Half Life: Approximately 3-12 hours, depending on the metabolite and patient factors.
Contraindications
- Hypersensitivity to cyclophosphamide or other alkylating agents.
- Severe bone marrow suppression.
- Active infections.
Precautions
- Use with caution in patients with renal or hepatic impairment.
- Pregnancy risk Category D; use only if clearly needed; effective contraception during therapy and for 6 months after.
Adverse Reactions - Common
- Bone marrow suppression (neutropenia, thrombocytopenia, anemia) (Common)

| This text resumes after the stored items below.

//! # Trove
//!
//! Headless simulator for the treasure-hunt opponent.
//!
//! Plays a configurable number of rounds on the built-in maps against a
//! scripted player, persisting every pickup so later rounds can learn
//! hotspots from earlier ones.

#![warn(missing_docs)]
#![warn(clippy::all)]
#![deny(clippy::unwrap_used)]

mod config;
mod maps;
mod round;

use anyhow::Result;
use fastrand::Rng;
use glam::Vec2;
use tracing::{info, warn};
use tracing_subscriber::{fmt, prelude::*, EnvFilter};
use trove_ai::Opponent;
use trove_common::{MapId, RoundNumber};
use trove_nav::MapDescriptor;
use trove_store::JsonLinesStore;

use crate::config::SimConfig;
use crate::maps::builtin_registry;
use crate::round::run_round;

/// Main entry point.
fn main() -> Result<()> {
    // Loaded before tracing so the log directive can come from the file.
    let config_path = SimConfig::config_path();
    let mut config = SimConfig::load();

    tracing_subscriber::registry()
        .with(fmt::layer())
        .with(EnvFilter::from_default_env().add_directive(config.log_directive.parse()?))
        .init();

    info!("Trove simulator starting...");
    info!("Version: {}", env!("CARGO_PKG_VERSION"));
    if !config_path.exists() {
        if let Err(e) = config.save_to(&config_path) {
            warn!("Failed to write default config: {e}");
        }
    }

    if config.ai.seed.is_none() {
        config.ai.seed = config.seed;
    }
    let mut rng = config.seed.map_or_else(Rng::new, Rng::with_seed);

    let registry = builtin_registry()?;
    let mut schedule: Vec<&MapDescriptor> = Vec::new();
    for id in &config.maps {
        match registry.get(&MapId::new(id.as_str())) {
            Ok(map) => schedule.push(map),
            Err(e) => warn!("Skipping map: {e}"),
        }
    }

    let mut store = JsonLinesStore::new(&config.history_path);
    let mut opponent = Opponent::create(Vec2::ZERO, config.ai.clone());

    let mut round = RoundNumber::FIRST;
    let (mut ai_total, mut player_total) = (0, 0);
    for _ in 0..config.rounds {
        let map = if schedule.is_empty() {
            registry.for_round(round)
        } else {
            schedule.get((round.raw() as usize - 1) % schedule.len()).copied()
        };
        let Some(map) = map else {
            warn!("No map available for round {round}");
            break;
        };

        let summary = run_round(&config, map, round, &mut opponent, &mut store, &mut rng)?;
        info!(
            "Round {} on {}: {} ticks, {} pickups saved, events [{}]",
            summary.round, summary.map_id, summary.ticks, summary.persisted, summary.events
        );
        ai_total += summary.ai_collected;
        player_total += summary.player_collected;
        round = round.next();
    }

    info!(
        "Final tally after {} rounds: opponent {ai_total}, player {player_total}",
        config.rounds
    );
    info!("Collection history in {}", config.history_path.display());
    Ok(())
}
//! # Trove AI
//!
//! The computer-controlled treasure hunter.
//!
//! This crate provides:
//! - Agent state and a minimal steering contract
//! - Direction debounce and the per-tick motion controller
//! - Stuck detection and recovery
//! - Hotspot selection from collection history and a runtime hotspot cache
//! - Hint matching against landmarks and the hint-follow search
//! - The layered target policy
//! - The [`Opponent`] session tying it all together
//! - An event bus for observing AI decisions

#![warn(missing_docs)]
#![warn(clippy::all)]
#![deny(clippy::unwrap_used)]

pub mod agent;
pub mod config;
pub mod debounce;
pub mod events;
pub mod hint;
pub mod history;
pub mod hotspot;
pub mod motion;
pub mod opponent;
pub mod policy;

/// Prelude for convenient imports
pub mod prelude {
    pub use crate::agent::*;
    pub use crate::config::*;
    pub use crate::debounce::*;
    pub use crate::events::*;
    pub use crate::hint::*;
    pub use crate::history::*;
    pub use crate::hotspot::*;
    pub use crate::motion::*;
    pub use crate::opponent::*;
    pub use crate::policy::*;
}

pub use prelude::*;
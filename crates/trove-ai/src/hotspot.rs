//! Historical hotspots.
//!
//! Hotspots are past treasure locations the opponent prefers to revisit.
//! On map load a well-spread subset of the history is selected; during play
//! new pickups far from every known hotspot are appended until the cache is
//! full.

use std::collections::HashMap;

use fastrand::Rng;
use glam::Vec2;
use tracing::debug;
use trove_common::MapId;

/// A remembered treasure location.
#[derive(Debug, Clone, Copy, PartialEq)]
pub struct Hotspot {
    /// World position
    pub position: Vec2,
    /// Whether it has been targeted since the last wrap-around
    pub visited: bool,
}

impl Hotspot {
    /// Creates an unvisited hotspot.
    #[must_use]
    pub const fn new(position: Vec2) -> Self {
        Self {
            position,
            visited: false,
        }
    }
}

fn centroid(points: &[Vec2]) -> Vec2 {
    if points.is_empty() {
        return Vec2::ZERO;
    }
    let count = points.len() as f32;
    points.iter().copied().sum::<Vec2>() / count
}

fn quadrant_of(point: Vec2, center: Vec2) -> usize {
    usize::from(point.x >= center.x) | (usize::from(point.y >= center.y) << 1)
}

/// Splits `limit` slots across quadrant sizes.
///
/// Every non-empty quadrant gets one slot, the rest are shared in proportion
/// to size, and rounding leftovers go to the densest quadrants.
fn quadrant_quotas(sizes: [usize; 4], limit: usize) -> [usize; 4] {
    let mut by_density: Vec<usize> = (0..4).filter(|&q| sizes[q] > 0).collect();
    by_density.sort_by(|&a, &b| sizes[b].cmp(&sizes[a]).then(a.cmp(&b)));

    let mut quotas = [0usize; 4];
    if by_density.len() >= limit {
        for &q in by_density.iter().take(limit) {
            quotas[q] = 1;
        }
        return quotas;
    }

    for &q in &by_density {
        quotas[q] = 1;
    }
    let remaining = limit - by_density.len();
    let total: usize = sizes.iter().sum();
    for &q in &by_density {
        let share = remaining * sizes[q] / total;
        quotas[q] = (quotas[q] + share).min(sizes[q]);
    }

    let mut assigned: usize = quotas.iter().sum();
    while assigned < limit {
        let mut progressed = false;
        for &q in &by_density {
            if assigned >= limit {
                break;
            }
            if quotas[q] < sizes[q] {
                quotas[q] += 1;
                assigned += 1;
                progressed = true;
            }
        }
        if !progressed {
            break;
        }
    }
    quotas
}

/// Greedy farthest-point selection over `candidates` (indices into `points`).
///
/// The first pick is the candidate farthest from `anchor`; each later pick
/// maximizes its minimum distance to everything already in `chosen`.
fn farthest_point_fill(
    points: &[Vec2],
    candidates: &[usize],
    anchor: Vec2,
    count: usize,
    chosen: &mut Vec<usize>,
) {
    let mut pool: Vec<usize> = candidates
        .iter()
        .copied()
        .filter(|i| !chosen.contains(i))
        .collect();

    for _ in 0..count {
        let best = pool
            .iter()
            .enumerate()
            .map(|(slot, &i)| {
                let spread = if chosen.is_empty() {
                    points[i].distance(anchor)
                } else {
                    chosen
                        .iter()
                        .map(|&c| points[i].distance(points[c]))
                        .fold(f32::INFINITY, f32::min)
                };
                (slot, spread)
            })
            .max_by(|a, b| a.1.total_cmp(&b.1));

        let Some((slot, _)) = best else { break };
        chosen.push(pool.swap_remove(slot));
    }
}

/// Selects a spatially spread subset of `points` of at most `limit` entries.
///
/// The result is shuffled so targeting order differs between runs.
#[must_use]
pub fn select_hotspots(points: &[Vec2], limit: usize, rng: &mut Rng) -> Vec<Vec2> {
    if limit == 0 || points.is_empty() {
        return Vec::new();
    }
    if points.len() <= limit {
        let mut all = points.to_vec();
        rng.shuffle(&mut all);
        return all;
    }

    let center = centroid(points);
    let mut quadrants: [Vec<usize>; 4] = Default::default();
    for (i, &p) in points.iter().enumerate() {
        quadrants[quadrant_of(p, center)].push(i);
    }
    let sizes = [
        quadrants[0].len(),
        quadrants[1].len(),
        quadrants[2].len(),
        quadrants[3].len(),
    ];
    let quotas = quadrant_quotas(sizes, limit);

    let mut chosen: Vec<usize> = Vec::with_capacity(limit);
    for (members, &quota) in quadrants.iter().zip(quotas.iter()) {
        let mut ranked = members.clone();
        ranked.sort_by(|&a, &b| {
            points[b]
                .distance_squared(center)
                .total_cmp(&points[a].distance_squared(center))
                .then(a.cmp(&b))
        });
        chosen.extend(ranked.into_iter().take(quota));
    }

    if chosen.len() < limit {
        let everything: Vec<usize> = (0..points.len()).collect();
        let shortfall = limit - chosen.len();
        farthest_point_fill(points, &everything, center, shortfall, &mut chosen);
    }

    let mut selected: Vec<Vec2> = chosen.into_iter().map(|i| points[i]).collect();
    rng.shuffle(&mut selected);
    selected.truncate(limit);
    debug!(
        "Selected {} hotspots from {} historical points",
        selected.len(),
        points.len()
    );
    selected
}

/// Parameters for [`HotspotCache::pick_best`].
#[derive(Debug, Clone, Copy)]
pub struct PickScoring {
    /// Random jitter added to each distance
    pub jitter: f32,
    /// Dot product above which a candidate counts as "ahead"
    pub alignment_threshold: f32,
    /// Multiplier applied to the score of aligned candidates
    pub alignment_bonus: f32,
    /// Hotspots this close to the agent are skipped
    pub min_distance: f32,
}

/// Per-map hotspot lists.
#[derive(Debug, Clone)]
pub struct HotspotCache {
    maps: HashMap<MapId, Vec<Hotspot>>,
    current: Option<MapId>,
    min_spacing: f32,
    capacity: usize,
}

impl HotspotCache {
    /// Creates an empty cache.
    #[must_use]
    pub fn new(min_spacing: f32, capacity: usize) -> Self {
        Self {
            maps: HashMap::new(),
            current: None,
            min_spacing,
            capacity,
        }
    }

    /// Replaces the hotspots of `map` and makes it current.
    pub fn rebuild(&mut self, map: MapId, positions: Vec<Vec2>) {
        let mut hotspots: Vec<Hotspot> = positions.into_iter().map(Hotspot::new).collect();
        hotspots.truncate(self.capacity);
        debug!("Hotspot cache for {map} rebuilt with {} entries", hotspots.len());
        self.maps.insert(map.clone(), hotspots);
        self.current = Some(map);
    }

    /// Map whose hotspots are in use.
    #[must_use]
    pub fn current_map(&self) -> Option<&MapId> {
        self.current.as_ref()
    }

    /// Hotspots of the current map.
    #[must_use]
    pub fn hotspots(&self) -> &[Hotspot] {
        self.current
            .as_ref()
            .and_then(|map| self.maps.get(map))
            .map(Vec::as_slice)
            .unwrap_or(&[])
    }

    fn current_mut(&mut self) -> Option<&mut Vec<Hotspot>> {
        let map = self.current.as_ref()?;
        self.maps.get_mut(map)
    }

    /// Number of hotspots on the current map.
    #[must_use]
    pub fn len(&self) -> usize {
        self.hotspots().len()
    }

    /// Returns whether the current map has no hotspots.
    #[must_use]
    pub fn is_empty(&self) -> bool {
        self.hotspots().is_empty()
    }

    /// Maximum hotspots per map.
    #[must_use]
    pub const fn capacity(&self) -> usize {
        self.capacity
    }

    /// Learns a pickup position.
    ///
    /// Returns true if it was appended. Positions within the spacing radius
    /// of an existing hotspot, or arriving when the cache is full, are
    /// ignored.
    pub fn record_collection(&mut self, position: Vec2) -> bool {
        let spacing = self.min_spacing;
        let capacity = self.capacity;
        let Some(hotspots) = self.current_mut() else {
            return false;
        };
        if hotspots.len() >= capacity {
            return false;
        }
        if hotspots
            .iter()
            .any(|h| h.position.distance(position) <= spacing)
        {
            return false;
        }
        hotspots.push(Hotspot::new(position));
        true
    }

    /// Picks the best unvisited hotspot and marks it visited.
    ///
    /// Lower score wins: distance plus jitter, scaled down when the hotspot
    /// lies along `heading`. When every hotspot is visited the marks are
    /// cleared first. Hotspots within `min_distance` of `from` are never
    /// picked.
    pub fn pick_best(
        &mut self,
        from: Vec2,
        heading: Option<Vec2>,
        scoring: PickScoring,
        rng: &mut Rng,
    ) -> Option<Vec2> {
        let hotspots = self.current_mut()?;
        if hotspots.is_empty() {
            return None;
        }
        if hotspots.iter().all(|h| h.visited) {
            for h in hotspots.iter_mut() {
                h.visited = false;
            }
        }

        let heading = heading.and_then(Vec2::try_normalize);
        let best = hotspots
            .iter()
            .enumerate()
            .filter(|(_, h)| !h.visited && h.position.distance(from) > scoring.min_distance)
            .map(|(i, h)| {
                let offset = h.position - from;
                let mut score = offset.length() + rng.f32() * scoring.jitter;
                if let (Some(heading), Some(dir)) = (heading, offset.try_normalize()) {
                    if heading.dot(dir) > scoring.alignment_threshold {
                        score *= scoring.alignment_bonus;
                    }
                }
                (i, score)
            })
            .min_by(|a, b| a.1.total_cmp(&b.1))?;

        let hotspot = &mut hotspots[best.0];
        hotspot.visited = true;
        Some(hotspot.position)
    }

    /// Nearest unvisited hotspot within `radius` of `center`, marked visited.
    pub fn take_nearest_unvisited_within(&mut self, center: Vec2, radius: f32) -> Option<Vec2> {
        let hotspots = self.current_mut()?;
        let (index, _) = hotspots
            .iter()
            .enumerate()
            .filter(|(_, h)| !h.visited)
            .map(|(i, h)| (i, h.position.distance(center)))
            .filter(|&(_, d)| d <= radius)
            .min_by(|a, b| a.1.total_cmp(&b.1))?;
        let hotspot = &mut hotspots[index];
        hotspot.visited = true;
        Some(hotspot.position)
    }
}
//! The opponent's body: position, facing, speed, and current intent.

use glam::Vec2;
use serde::{Deserialize, Serialize};
use trove_common::Direction;

use crate::config::AiConfig;

/// High-level behavior the opponent is in.
#[derive(Debug, Clone, Copy, PartialEq, Eq, Hash, Default, Serialize, Deserialize)]
pub enum AiMode {
    /// Wandering to random nodes
    Roaming,
    /// Visiting unexplored parts of the map (default)
    #[default]
    Exploring,
    /// Heading for a specific hint or hotspot target
    Seeking,
}

/// Minimal movement contract for steering-related code.
///
/// Movement is 2D and cardinal, so there is no orientation or angular
/// motion to expose.
pub trait Steerable {
    /// Current world position.
    fn position(&self) -> Vec2;
    /// Current velocity in pixels per second.
    fn linear_velocity(&self) -> Vec2;
    /// Radius of the agent's footprint in pixels.
    fn bounding_radius(&self) -> f32;
}

/// State of the computer-controlled treasure hunter.
///
/// Created at round start with [`Agent::create`]; recreated on round reset.
#[derive(Debug, Clone)]
pub struct Agent {
    position: Vec2,
    velocity: Vec2,
    radius: f32,
    direction: Direction,
    base_speed: f32,
    speed: f32,
    boost_multiplier: f32,
    boost_duration: f32,
    boost_remaining: f32,
    target: Option<Vec2>,
    mode: AiMode,
    score: u32,
    stuck_timer: f32,
    path_refresh_timer: f32,
    repath_attempts: u32,
}

impl Agent {
    /// Creates an agent standing at `spawn`.
    #[must_use]
    pub fn create(spawn: Vec2, config: &AiConfig) -> Self {
        Self {
            position: spawn,
            velocity: Vec2::ZERO,
            radius: config.agent_radius,
            direction: Direction::default(),
            base_speed: config.base_speed,
            speed: config.base_speed,
            boost_multiplier: config.boost_multiplier,
            boost_duration: config.boost_duration,
            boost_remaining: 0.0,
            target: None,
            mode: AiMode::default(),
            score: 0,
            stuck_timer: 0.0,
            path_refresh_timer: 0.0,
            repath_attempts: 0,
        }
    }

    /// Committed facing direction.
    #[must_use]
    pub const fn direction(&self) -> Direction {
        self.direction
    }

    /// Current movement speed (boost applied).
    #[must_use]
    pub const fn speed(&self) -> f32 {
        self.speed
    }

    /// Unboosted movement speed.
    #[must_use]
    pub const fn base_speed(&self) -> f32 {
        self.base_speed
    }

    /// Whether a speed boost is running.
    #[must_use]
    pub fn is_boosted(&self) -> bool {
        self.boost_remaining > 0.0
    }

    /// Seconds of boost left.
    #[must_use]
    pub const fn boost_remaining(&self) -> f32 {
        self.boost_remaining
    }

    /// Current target position.
    #[must_use]
    pub const fn target(&self) -> Option<Vec2> {
        self.target
    }

    /// Current behavior mode.
    #[must_use]
    pub const fn mode(&self) -> AiMode {
        self.mode
    }

    /// Treasures collected this round.
    #[must_use]
    pub const fn score(&self) -> u32 {
        self.score
    }

    /// Seconds spent without progress toward the current target.
    #[must_use]
    pub const fn stuck_timer(&self) -> f32 {
        self.stuck_timer
    }

    /// Seconds since the path was last computed.
    #[must_use]
    pub const fn path_refresh_timer(&self) -> f32 {
        self.path_refresh_timer
    }

    /// Consecutive stuck recoveries since the last reached target.
    #[must_use]
    pub const fn repath_attempts(&self) -> u32 {
        self.repath_attempts
    }

    /// Adds collected treasures to the score.
    pub fn add_score(&mut self, amount: u32) {
        self.score = self.score.saturating_add(amount);
    }

    /// Sets the behavior mode.
    pub fn set_mode(&mut self, mode: AiMode) {
        self.mode = mode;
    }

    /// Starts (or restarts) the speed boost.
    pub fn start_boost(&mut self) {
        self.boost_remaining = self.boost_duration;
        self.speed = self.base_speed * self.boost_multiplier;
    }

    /// Cancels any running boost.
    pub fn clear_boost(&mut self) {
        self.boost_remaining = 0.0;
        self.speed = self.base_speed;
    }

    /// Counts the boost down. Returns true on the tick the boost expires.
    pub(crate) fn tick_boost(&mut self, dt: f32) -> bool {
        if self.boost_remaining <= 0.0 {
            return false;
        }
        self.boost_remaining -= dt;
        if self.boost_remaining <= 0.0 {
            self.clear_boost();
            return true;
        }
        false
    }

    pub(crate) fn set_target(&mut self, target: Option<Vec2>) {
        self.target = target;
    }

    pub(crate) fn set_direction(&mut self, direction: Direction) {
        self.direction = direction;
    }

    pub(crate) fn move_to(&mut self, position: Vec2, velocity: Vec2) {
        self.position = position;
        self.velocity = velocity;
    }

    /// Places the agent without implying motion (snapping, recovery).
    pub(crate) fn teleport(&mut self, position: Vec2) {
        self.position = position;
        self.velocity = Vec2::ZERO;
    }

    pub(crate) fn halt(&mut self) {
        self.velocity = Vec2::ZERO;
    }

    pub(crate) fn accumulate_stuck(&mut self, dt: f32) -> f32 {
        self.stuck_timer += dt;
        self.stuck_timer
    }

    pub(crate) fn reset_stuck(&mut self) {
        self.stuck_timer = 0.0;
    }

    pub(crate) fn accumulate_refresh(&mut self, dt: f32) -> f32 {
        self.path_refresh_timer += dt;
        self.path_refresh_timer
    }

    pub(crate) fn reset_refresh(&mut self) {
        self.path_refresh_timer = 0.0;
    }

    /// Bumps the recovery counter, saturating at `max`. Returns the new value.
    pub(crate) fn bump_repath_attempts(&mut self, max: u32) -> u32 {
        self.repath_attempts = (self.repath_attempts + 1).min(max);
        self.repath_attempts
    }

    pub(crate) fn reset_repath_attempts(&mut self) {
        self.repath_attempts = 0;
    }
}

impl Steerable for Agent {
    fn position(&self) -> Vec2 {
        self.position
    }

    fn linear_velocity(&self) -> Vec2 {
        self.velocity
    }

    fn bounding_radius(&self) -> f32 {
        self.radius
    }
}
//! ID types for maps and rounds.

use serde::{Deserialize, Serialize};
use std::fmt;

/// Identifier of a map, stable across sessions (used as a persistence key).
#[derive(Debug, Clone, PartialEq, Eq, Hash, PartialOrd, Ord, Serialize, Deserialize)]
#[serde(transparent)]
pub struct MapId(String);

impl MapId {
    /// Creates a map ID.
    #[must_use]
    pub fn new(id: impl Into<String>) -> Self {
        Self(id.into())
    }

    /// Returns the raw ID string.
    #[must_use]
    pub fn as_str(&self) -> &str {
        &self.0
    }
}

impl From<&str> for MapId {
    fn from(value: &str) -> Self {
        Self::new(value)
    }
}

impl fmt::Display for MapId {
    fn fmt(&self, f: &mut fmt::Formatter<'_>) -> fmt::Result {
        f.write_str(&self.0)
    }
}

/// One-based round counter.
#[derive(Debug, Clone, Copy, PartialEq, Eq, Hash, PartialOrd, Ord, Serialize, Deserialize)]
#[serde(transparent)]
pub struct RoundNumber(u32);

impl RoundNumber {
    /// The first round.
    pub const FIRST: Self = Self(1);

    /// Creates a round number from a raw value.
    #[must_use]
    pub const fn new(round: u32) -> Self {
        Self(round)
    }

    /// Returns the raw round value.
    #[must_use]
    pub const fn raw(self) -> u32 {
        self.0
    }

    /// Returns the following round.
    #[must_use]
    pub const fn next(self) -> Self {
        Self(self.0 + 1)
    }
}

impl fmt::Display for RoundNumber {
    fn fmt(&self, f: &mut fmt::Formatter<'_>) -> fmt::Result {
        write!(f, "{}", self.0)
    }
}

- Nausea and vomiting (Common)
- Hair loss (alopecia) (Common)
Adverse Reactions - Serious
- Hemorrhagic cystitis (Serious)
- Secondary malignancies (e.g., leukemia) (Serious)
- Infertility (Serious)
- Infections due to immunosuppression (Serious)
Drug-Drug Interactions
- Other myelosuppressive agents, live vaccines, nephrotoxic drugs, cardiotoxic drugs.
Drug-Food Interactions
N/ADrug-Herb Interactions
N/ANursing Implications
Assessment: Monitor CBC, renal and hepatic function, and hydration status.
Diagnoses:
- Risk for infection, risk for bleeding, impaired skin integrity.
- Potential for ineffective tissue perfusion due to myelosuppression.
Implementation: Administer drug as scheduled, ensure hydration, monitor blood counts and organ functions, educate patient about infection prevention.
Evaluation: Assess for expected therapeutic responses and adverse effects; monitor labs regularly.
Patient/Family Teaching
- Report signs of infection, bleeding, or hematuria immediately.
- Use effective contraception; avoid pregnancy during therapy.
- Maintain adequate hydration to reduce bladder toxicity.
- Inform about possible hair loss and gastrointestinal side effects.
Special Considerations
Black Box Warnings:
- Hemorrhagic cystitis; risk increased at higher doses.
- Secondary malignancies, including leukemia.
- Myelosuppression leading to increased risk of infection.
Genetic Factors: Pharmacogenetic variability can influence drug metabolism and toxicity.
Lab Test Interference: May cause transient elevations in liver enzymes, bilirubin, and changes in blood counts.
Overdose Management
Signs/Symptoms: Severe myelosuppression, hemorrhagic cystitis, alopecia, nausea, vomiting.
Treatment: Supportive care, monitor labs, administer leucovorin (if indicated), aggressive hydration, and renal support as needed.
Storage and Handling
Storage: Store unopened vials in a refrigerator (2-8°C).
Stability: Stable until expiration date when stored properly.